[Saved entries]
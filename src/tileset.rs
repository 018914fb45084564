use std::collections::HashMap;

use macroquad::prelude::*;

use crate::error::MapError;
use crate::gid::Gid;
use crate::properties::{Properties, PropertyValue};

/// One frame of a tile animation. Frame GIDs are resolved to global IDs at
/// load time.
#[derive(Debug, Clone, Copy, PartialEq)]
pub struct Frame {
    /// Global ID of the tile shown during this frame.
    pub gid: u32,
    /// How long the frame stays on screen, in milliseconds.
    pub duration_ms: f32,
}

/// Per-tile metadata: type string, custom properties, animation.
#[derive(Debug, Clone, Default)]
pub struct TileMeta {
    /// The tile's type/class string from the authoring tool, if any.
    pub kind: Option<String>,
    /// Custom properties of this tile.
    pub properties: Properties,
    /// Looping animation frames; empty when the tile is static.
    pub animation: Vec<Frame>,
}

/// A tileset: one atlas image with a contiguous GID range and per-tile
/// metadata. Immutable after load except for property writes through
/// [`TilesetRegistry::set_tile_property`].
#[derive(Debug, Clone)]
pub struct Tileset {
    /// Tileset name from the document.
    pub name: String,
    /// First global ID of the range this tileset owns.
    pub first_gid: u32,
    /// Number of tiles in the range.
    pub tile_count: u32,
    /// Atlas columns.
    pub columns: u32,
    /// Tile width in pixels.
    pub tile_width: u32,
    /// Tile height in pixels.
    pub tile_height: u32,
    /// Pixel gap between atlas cells.
    pub spacing: u32,
    /// Pixel border around the atlas.
    pub margin: u32,
    /// Path of the atlas image, relative to the map file.
    pub image: String,
    /// Loaded atlas texture; `None` when the map was built from a document
    /// without loading assets.
    pub texture: Option<Texture2D>,
    /// Metadata for tiles that carry any, keyed by local tile ID.
    pub tiles: HashMap<u32, TileMeta>,
}

impl Tileset {
    /// Whether the flag-free GID falls inside this tileset's range.
    ///
    /// The range end is computed in `u64` so a `first_gid`/`tile_count` pair
    /// summing past `u32::MAX` stays a well-defined range instead of
    /// overflowing.
    #[inline]
    pub fn contains(&self, clean_gid: u32) -> bool {
        clean_gid >= self.first_gid && u64::from(clean_gid) < self.range_end()
    }

    // One past the last GID of the range, overflow-free.
    #[inline]
    fn range_end(&self) -> u64 {
        u64::from(self.first_gid) + u64::from(self.tile_count)
    }

    /// Atlas source rectangle of a local tile ID, honoring margin and
    /// spacing.
    pub fn source_rect(&self, local_id: u32) -> Rect {
        let columns = self.columns.max(1);
        let col = local_id % columns;
        let row = local_id / columns;
        let x = self.margin + col * (self.tile_width + self.spacing);
        let y = self.margin + row * (self.tile_height + self.spacing);
        Rect::new(
            x as f32,
            y as f32,
            self.tile_width as f32,
            self.tile_height as f32,
        )
    }
}

/// A resolved view of one GID: owning tileset, local index, and the flip
/// flags carried by the queried GID. Recomputed per query, never stored.
#[derive(Debug, Clone, Copy)]
pub struct TileDefinition<'a> {
    /// The tileset owning the GID.
    pub tileset: &'a Tileset,
    /// Index of the tileset within the registry.
    pub tileset_index: usize,
    /// Tile index local to the tileset (`clean_gid - first_gid`).
    pub local_id: u32,
    /// Horizontal flip flag of the queried GID.
    pub flip_h: bool,
    /// Vertical flip flag of the queried GID.
    pub flip_v: bool,
    /// Diagonal flip flag of the queried GID.
    pub flip_d: bool,
    /// The tile's metadata, if it carries any.
    pub meta: Option<&'a TileMeta>,
}

/// Ordered collection of a map's tilesets, sorted ascending by `first_gid`
/// with non-overlapping GID ranges (enforced at construction).
#[derive(Debug, Clone)]
pub struct TilesetRegistry {
    tilesets: Vec<Tileset>,
}

impl TilesetRegistry {
    /// Builds a registry, sorting by `first_gid` and rejecting overlapping
    /// GID ranges with [`MapError::OverlappingTilesets`].
    pub fn new(mut tilesets: Vec<Tileset>) -> Result<Self, MapError> {
        tilesets.sort_by_key(|t| t.first_gid);
        for pair in tilesets.windows(2) {
            if pair[0].range_end() > u64::from(pair[1].first_gid) {
                return Err(MapError::OverlappingTilesets {
                    first: pair[0].name.clone(),
                    second: pair[1].name.clone(),
                });
            }
        }
        Ok(TilesetRegistry { tilesets })
    }

    /// The tilesets in ascending `first_gid` order.
    pub fn tilesets(&self) -> &[Tileset] {
        &self.tilesets
    }

    pub(crate) fn tilesets_mut(&mut self) -> &mut [Tileset] {
        &mut self.tilesets
    }

    // (tileset index, local id) for a GID, flags ignored.
    fn locate(&self, gid: Gid) -> Option<(usize, u32)> {
        let clean = gid.clean();
        if clean == 0 {
            return None;
        }
        let idx = self
            .tilesets
            .partition_point(|t| t.first_gid <= clean)
            .checked_sub(1)?;
        let ts = &self.tilesets[idx];
        if !ts.contains(clean) {
            return None;
        }
        Some((idx, clean - ts.first_gid))
    }

    /// Resolves a GID to its owning tileset, local index, and flip flags.
    /// `None` for GID 0 or a GID above every range.
    pub fn resolve(&self, gid: Gid) -> Option<TileDefinition<'_>> {
        let (tileset_index, local_id) = self.locate(gid)?;
        let tileset = &self.tilesets[tileset_index];
        Some(TileDefinition {
            tileset,
            tileset_index,
            local_id,
            flip_h: gid.flip_h(),
            flip_v: gid.flip_v(),
            flip_d: gid.flip_d(),
            meta: tileset.tiles.get(&local_id),
        })
    }

    /// The tileset owning a GID, if any.
    pub fn tileset_for(&self, gid: Gid) -> Option<&Tileset> {
        self.locate(gid).map(|(idx, _)| &self.tilesets[idx])
    }

    /// The type/class string of a tile, if the GID resolves and the tile has
    /// one.
    pub fn tile_type(&self, gid: Gid) -> Option<&str> {
        self.resolve(gid)?.meta?.kind.as_deref()
    }

    /// A custom property of a tile, if the GID resolves and the property
    /// exists.
    pub fn tile_property(&self, gid: Gid, name: &str) -> Option<&PropertyValue> {
        self.resolve(gid)?.meta?.properties.get(name)
    }

    /// Sets a custom property on a tile. The write lands on the shared
    /// tileset metadata, so every placement of the tile sees it. No-op when
    /// the GID does not resolve.
    pub fn set_tile_property(&mut self, gid: Gid, name: &str, value: PropertyValue) {
        if let Some((idx, local_id)) = self.locate(gid) {
            self.tilesets[idx]
                .tiles
                .entry(local_id)
                .or_default()
                .properties
                .insert(name, value);
        }
    }
}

__What needs to be done__
Output all of the data again. Match it exactly.

__Response to this exercise__
filename src/tileset.rs
repository 018914fb45084564
use std::collections::HashMap;

use macroquad::prelude::*;

use crate::error::MapError;
use crate::gid::Gid;
use crate::properties::{Properties, PropertyValue};

/// One frame of a tile animation. Frame GIDs are resolved to global IDs at
/// load time.
#[derive(Debug, Clone, Copy, PartialEq)]
pub struct Frame {
    /// Global ID of the tile shown during this frame.
    pub gid: u32,
    /// How long the frame stays on screen, in milliseconds.
    pub duration_ms: f32,
}

/// Per-tile metadata: type string, custom properties, animation.
#[derive(Debug, Clone, Default)]
pub struct TileMeta {
    /// The tile's type/class string from the authoring tool, if any.
    pub kind: Option<String>,
    /// Custom properties of this tile.
    pub properties: Properties,
    /// Looping animation frames; empty when the tile is static.
    pub animation: Vec<Frame>,
}

/// A tileset: one atlas image with a contiguous GID range and per-tile
/// metadata. Immutable after load except for property writes through
/// [`TilesetRegistry::set_tile_property`].
#[derive(Debug, Clone)]
pub struct Tileset {
    /// Tileset name from the document.
    pub name: String,
    /// First global ID of the range this tileset owns.
    pub first_gid: u32,
    /// Number of tiles in the range.
    pub tile_count: u32,
    /// Atlas columns.
    pub columns: u32,
    /// Tile width in pixels.
    pub tile_width: u32,
    /// Tile height in pixels.
    pub tile_height: u32,
    /// Pixel gap between atlas cells.
    pub spacing: u32,
    /// Pixel border around the atlas.
    pub margin: u32,
    /// Path of the atlas image, relative to the map file.
    pub image: String,
    /// Loaded atlas texture; `None` when the map was built from a document
    /// without loading assets.
    pub texture: Option<Texture2D>,
    /// Metadata for tiles that carry any, keyed by local tile ID.
    pub tiles: HashMap<u32, TileMeta>,
}

impl Tileset {
    /// Whether the flag-free GID falls inside this tileset's range.
    ///
    /// The range end is computed in `u64` so a `first_gid`/`tile_count` pair
    /// summing past `u32::MAX` stays a well-defined range instead of
    /// overflowing.
    #[inline]
    pub fn contains(&self, clean_gid: u32) -> bool {
        clean_gid >= self.first_gid && u64::from(clean_gid) < self.range_end()
    }

    // One past the last GID of the range, overflow-free.
    #[inline]
    fn range_end(&self) -> u64 {
        u64::from(self.first_gid) + u64::from(self.tile_count)
    }

    /// Atlas source rectangle of a local tile ID, honoring margin and
    /// spacing.
    pub fn source_rect(&self, local_id: u32) -> Rect {
        let columns = self.columns.max(1);
        let col = local_id % columns;
        let row = local_id / columns;
        let x = self.margin + col * (self.tile_width + self.spacing);
        let y = self.margin + row * (self.tile_height + self.spacing);
        Rect::new(
            x as f32,
            y as f32,
            self.tile_width as f32,
            self.tile_height as f32,
        )
    }
}

/// A resolved view of one GID: owning tileset, local index, and the flip
/// flags carried by the queried GID. Recomputed per query, never stored.
#[derive(Debug, Clone, Copy)]
pub struct TileDefinition<'a> {
    /// The tileset owning the GID.
    pub tileset: &'a Tileset,
    /// Index of the tileset within the registry.
    pub tileset_index: usize,
    /// Tile index local to the tileset (`clean_gid - first_gid`).
    pub local_id: u32,
    /// Horizontal flip flag of the queried GID.
    pub flip_h: bool,
    /// Vertical flip flag of the queried GID.
    pub flip_v: bool,
    /// Diagonal flip flag of the queried GID.
    pub flip_d: bool,
    /// The tile's metadata, if it carries any.
    pub meta: Option<&'a TileMeta>,
}

/// Ordered collection of a map's tilesets, sorted ascending by `first_gid`
/// with non-overlapping GID ranges (enforced at construction).
#[derive(Debug, Clone)]
pub struct TilesetRegistry {
    tilesets: Vec<Tileset>,
}

impl TilesetRegistry {
    /// Builds a registry, sorting by `first_gid` and rejecting overlapping
    /// GID ranges with [`MapError::OverlappingTilesets`].
    pub fn new(mut tilesets: Vec<Tileset>) -> Result<Self, MapError> {
        tilesets.sort_by_key(|t| t.first_gid);
        for pair in tilesets.windows(2) {
            if pair[0].range_end() > u64::from(pair[1].first_gid) {
                return Err(MapError::OverlappingTilesets {
                    first: pair[0].name.clone(),
                    second: pair[1].name.clone(),
                });
            }
        }
        Ok(TilesetRegistry { tilesets })
    }

    /// The tilesets in ascending `first_gid` order.
    pub fn tilesets(&self) -> &[Tileset] {
        &self.tilesets
    }

    pub(crate) fn tilesets_mut(&mut self) -> &mut [Tileset] {
        &mut self.tilesets
    }

    // (tileset index, local id) for a GID, flags ignored.
    fn locate(&self, gid: Gid) -> Option<(usize, u32)> {
        let clean = gid.clean();
        if clean == 0 {
            return None;
        }
        let idx = self
            .tilesets
            .partition_point(|t| t.first_gid <= clean)
            .checked_sub(1)?;
        let ts = &self.tilesets[idx];
        if !ts.contains(clean) {
            return None;
        }
        Some((idx, clean - ts.first_gid))
    }

    /// Resolves a GID to its owning tileset, local index, and flip flags.
    /// `None` for GID 0 or a GID above every range.
    pub fn resolve(&self, gid: Gid) -> Option<TileDefinition<'_>> {
        let (tileset_index, local_id) = self.locate(gid)?;
        let tileset = &self.tilesets[tileset_index];
        Some(TileDefinition {
            tileset,
            tileset_index,
            local_id,
            flip_h: gid.flip_h(),
            flip_v: gid.flip_v(),
            flip_d: gid.flip_d(),
            meta: tileset.tiles.get(&local_id),
        })
    }

    /// The tileset owning a GID, if any.
    pub fn tileset_for(&self, gid: Gid) -> Option<&Tileset> {
        self.locate(gid).map(|(idx, _)| &self.tilesets[idx])
    }

    /// The type/class string of a tile, if the GID resolves and the tile has
    /// one.
    pub fn tile_type(&self, gid: Gid) -> Option<&str> {
        self.resolve(gid)?.meta?.kind.as_deref()
    }

    /// A custom property of a tile, if the GID resolves and the property
    /// exists.
    pub fn tile_property(&self, gid: Gid, name: &str) -> Option<&PropertyValue> {
        self.resolve(gid)?.meta?.properties.get(name)
    }

    /// Sets a custom property on a tile. The write lands on the shared
    /// tileset metadata, so every placement of the tile sees it. No-op when
    /// the GID does not resolve.
    pub fn set_tile_property(&mut self, gid: Gid, name: &str, value: PropertyValue) {
        if let Some((idx, local_id)) = self.locate(gid) {
            self.tilesets[idx]
                .tiles
                .entry(local_id)
                .or_default()
                .properties
                .insert(name, value);
        }
    }
}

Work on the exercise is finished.